Though trainer Ken McPeek has been considering sending talented 3-year-old Tiz the Bomb overseas to contest classic races like the Epsom Derby on grass, the colt will first make another start over dirt on the first Saturday in May. McPeek broke the news on Steve Byk's At The Races radio show on Monday, following Tiz the Bomb's victory over Tapeta on Saturday in the Grade 3 Jeff Ruby Steaks at Turfway Park in Florence, Ky.
“He was ultra-impressive,” McPeek said. “He seems to be a horse that certainly is very adaptable. The initial reaction after the race, and there are some logistics issues taking him to Europe initially, but I think he's going to run in the Kentucky Derby.

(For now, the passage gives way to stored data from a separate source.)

//! レポート出力（予測グリッド・学習履歴チャート）

pub mod charts;
pub mod grid;

pub use charts::{generate_history_chart, line_chart_svg, DataSeries};
pub use grid::SvgGridSink;

const COLOR_GRID: &str = "#ecf0f1";
const COLOR_AXIS: &str = "#2c3e50";
const COLOR_TEXT: &str = "#2c3e50";

fn escape_xml(s: &str) -> String {
    s.replace('&', "&amp;")
        .replace('<', "&lt;")
        .replace('>', "&gt;")
        .replace('"', "&quot;")
        .replace('\'', "&apos;")
}

#[cfg(test)]
mod tests {
    use super::*;

    #[test]
    fn test_escape_xml() {
        assert_eq!(escape_xml("a<b & 'c'"), "a&lt;b &amp; &apos;c&apos;");
    }
}
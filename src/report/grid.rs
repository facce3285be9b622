//! 予測結果の画像グリッド（SVG）
//!
//! 各セルにサムネイル画像（base64のPNG）と予測クラス名を表示します。
//! 正解は緑、不正解は赤で、不正解の場合は正解クラス名も併記します。

use anyhow::{Context, Result};
use base64::{engine::general_purpose::STANDARD, Engine as _};
use image::imageops::FilterType;
use image::ImageFormat;
use std::io::Cursor;
use std::path::{Path, PathBuf};
use tracing::debug;

use super::{escape_xml, COLOR_TEXT};
use crate::dataset::LabelSet;
use crate::ml::{BatchReport, Prediction, ReportSink};

const COLOR_CORRECT: &str = "#27ae60";
const COLOR_WRONG: &str = "#c0392b";
const CAPTION_HEIGHT: u32 = 36;
const PADDING: u32 = 8;
const TITLE_HEIGHT: u32 = 40;

/// SVGファイルへ書き出すレポート出力先
pub struct SvgGridSink {
    output_dir: PathBuf,
    columns: usize,
    thumbnail_size: u32,
    written: Vec<PathBuf>,
}

impl SvgGridSink {
    pub fn new(output_dir: &Path, columns: usize, thumbnail_size: u32) -> Result<Self> {
        std::fs::create_dir_all(output_dir)
            .with_context(|| format!("出力ディレクトリ作成エラー: {}", output_dir.display()))?;
        Ok(Self {
            output_dir: output_dir.to_path_buf(),
            columns: columns.max(1),
            thumbnail_size: thumbnail_size.max(1),
            written: Vec::new(),
        })
    }

    /// 書き出したファイル一覧
    pub fn written(&self) -> &[PathBuf] {
        &self.written
    }

    fn cell(&self, prediction: &Prediction, labels: &LabelSet, x: u32, y: u32) -> Result<String> {
        let size = self.thumbnail_size;
        let data_uri = thumbnail_data_uri(&prediction.path, size)?;
        let predicted = labels.name(prediction.predicted).unwrap_or("?");

        let (color, caption) = if prediction.is_correct() {
            (COLOR_CORRECT, predicted.to_string())
        } else {
            let actual = labels.name(prediction.actual).unwrap_or("?");
            (COLOR_WRONG, format!("{} (正解: {})", predicted, actual))
        };

        let mut svg = String::new();
        svg.push_str(&format!(
            r#"<image x="{}" y="{}" width="{}" height="{}" href="{}"/>"#,
            x, y, size, size, data_uri
        ));
        svg.push_str(&format!(
            r#"<rect x="{}" y="{}" width="{}" height="{}" fill="none" stroke="{}" stroke-width="3"/>"#,
            x, y, size, size, color
        ));
        svg.push_str(&format!(
            r#"<text x="{}" y="{}" text-anchor="middle" font-family="Arial, sans-serif" font-size="12" fill="{}">{}</text>"#,
            x + size / 2,
            y + size + 14,
            color,
            escape_xml(&caption)
        ));
        svg.push_str(&format!(
            r#"<text x="{}" y="{}" text-anchor="middle" font-family="Arial, sans-serif" font-size="10" fill="{}">{:.1}%</text>"#,
            x + size / 2,
            y + size + 28,
            COLOR_TEXT,
            prediction.confidence * 100.0
        ));
        Ok(svg)
    }
}

impl ReportSink for SvgGridSink {
    fn render(&mut self, report: &BatchReport, labels: &LabelSet) -> Result<()> {
        let count = report.predictions.len();
        let columns = self.columns.min(count.max(1));
        let rows = count.div_ceil(columns).max(1);

        let cell_width = self.thumbnail_size + PADDING * 2;
        let cell_height = self.thumbnail_size + CAPTION_HEIGHT + PADDING * 2;
        let width = cell_width * columns as u32;
        let height = TITLE_HEIGHT + cell_height * rows as u32;

        let mut svg = String::new();
        svg.push_str(&format!(
            r#"<svg xmlns="http://www.w3.org/2000/svg" viewBox="0 0 {} {}" width="{}" height="{}">"#,
            width, height, width, height
        ));
        svg.push_str(&format!(
            r#"<rect width="{}" height="{}" fill="white"/>"#,
            width, height
        ));
        svg.push_str(&format!(
            r#"<text x="{}" y="26" text-anchor="middle" font-family="Arial, sans-serif" font-size="16" font-weight="bold" fill="{}">{}</text>"#,
            width / 2,
            COLOR_TEXT,
            escape_xml(&format!(
                "バッチ {}: 正解 {}/{}",
                report.batch_index + 1,
                report.correct(),
                count
            ))
        ));

        for (i, prediction) in report.predictions.iter().enumerate() {
            let x = (i % columns) as u32 * cell_width + PADDING;
            let y = TITLE_HEIGHT + (i / columns) as u32 * cell_height + PADDING;
            svg.push_str(&self.cell(prediction, labels, x, y)?);
        }

        svg.push_str("</svg>");

        let path = self
            .output_dir
            .join(format!("predictions_{:03}.svg", report.batch_index));
        std::fs::write(&path, svg).with_context(|| format!("SVG書き込みエラー: {}", path.display()))?;
        debug!("予測グリッドを書き出しました: {}", path.display());
        self.written.push(path);

        Ok(())
    }
}

/// 画像を縮小してPNGのdata URIにする
fn thumbnail_data_uri(path: &Path, size: u32) -> Result<String> {
    let thumbnail = image::open(path)
        .with_context(|| format!("画像のデコードに失敗しました: {}", path.display()))?
        .resize_exact(size, size, FilterType::Triangle);

    let mut buffer = Vec::new();
    thumbnail
        .write_to(&mut Cursor::new(&mut buffer), ImageFormat::Png)
        .context("サムネイルのPNGエンコードに失敗しました")?;

    Ok(format!("data:image/png;base64,{}", STANDARD.encode(&buffer)))
}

This horse has done well, he's here, he's gonna get in, and he's punched his ticket.”
Tiz the Bomb has a big juvenile season, winning Kentucky Downs' $500,000 Juvenile Mile Stakes and the G2 Bourbon Stakes at Keeneland before a big runner-up finish in the G1 Breeders' Cup Juvenile Turf.
The son of Hit It A Bomb made his sophomore debut on the dirt in the Grade 3 Holy Bull at Gulfstream Park on Feb. 5, finishing seventh while beaten 20 1/4 lengths. The Equibase chart indicates that Tiz the Bomb “raced two wide and out of contention early, and had no apparent mishaps.”
Having since rebounded with two stakes victories over synthetic at Turfway, earning 110 Derby points in the process, Tiz the Bomb is giving McPeek confidence ahead of the Kentucky Derby.
“Churchill is a different surface,” McPeek explained. “The Gulfstream surface is a heavy sand and the kickback is pretty significant, and he didn't handle that at all. I've had a list of horses over my career that have run on anything, and I think sometimes we suffer from analysis paralysis when you pigeon-hole a horse that he's strictly a grass horse or a dirt horse or a synthetic horse. Sometimes it's more class level than it is surface.”
Should Tiz the Bomb run well in the Kentucky Derby, McPeek could still take the colt overseas.
“The 2,000 Guineas is a race that I would have loved to have attempted, but there were some problems with logistics and licensing and things like that,” the trainer said. “If he were to run well in the Kentucky Derby and he justifies it, I would love to take him to the English Derby and the Irish Derby. I think he's a horse that will handle even more ground.
“Fingers crossed this horse stays healthy… He could take us on maybe an unprecedented ride.”
Among those problems with licensing could be Tiz the Bomb's ownership.
Tiz the Bomb raced last year for Phoenix Thoroughbreds. The group's founder, Amer Abdulaziz Salman, was accused of money laundering in a cryptocurrency scam. Abdulaziz has denied the allegations, but Phoenix has not raced in Britain since October of 2020 when the British Horseracing Authority issued a suspension on financial grounds.
Phoenix was listed as the colt's owner in the G3 Holy Bull, but Tiz the Bomb is listed in the Triple Crown nominations as being owned by McPeek's Magdalena Racing and raced under that name in the Jeff Ruby and the John Battaglia.
McPeek told the Thoroughbred Racing Commentary in February that Magdalena will be leasing Tiz the Bomb from Phoenix for any of his starts in Britain.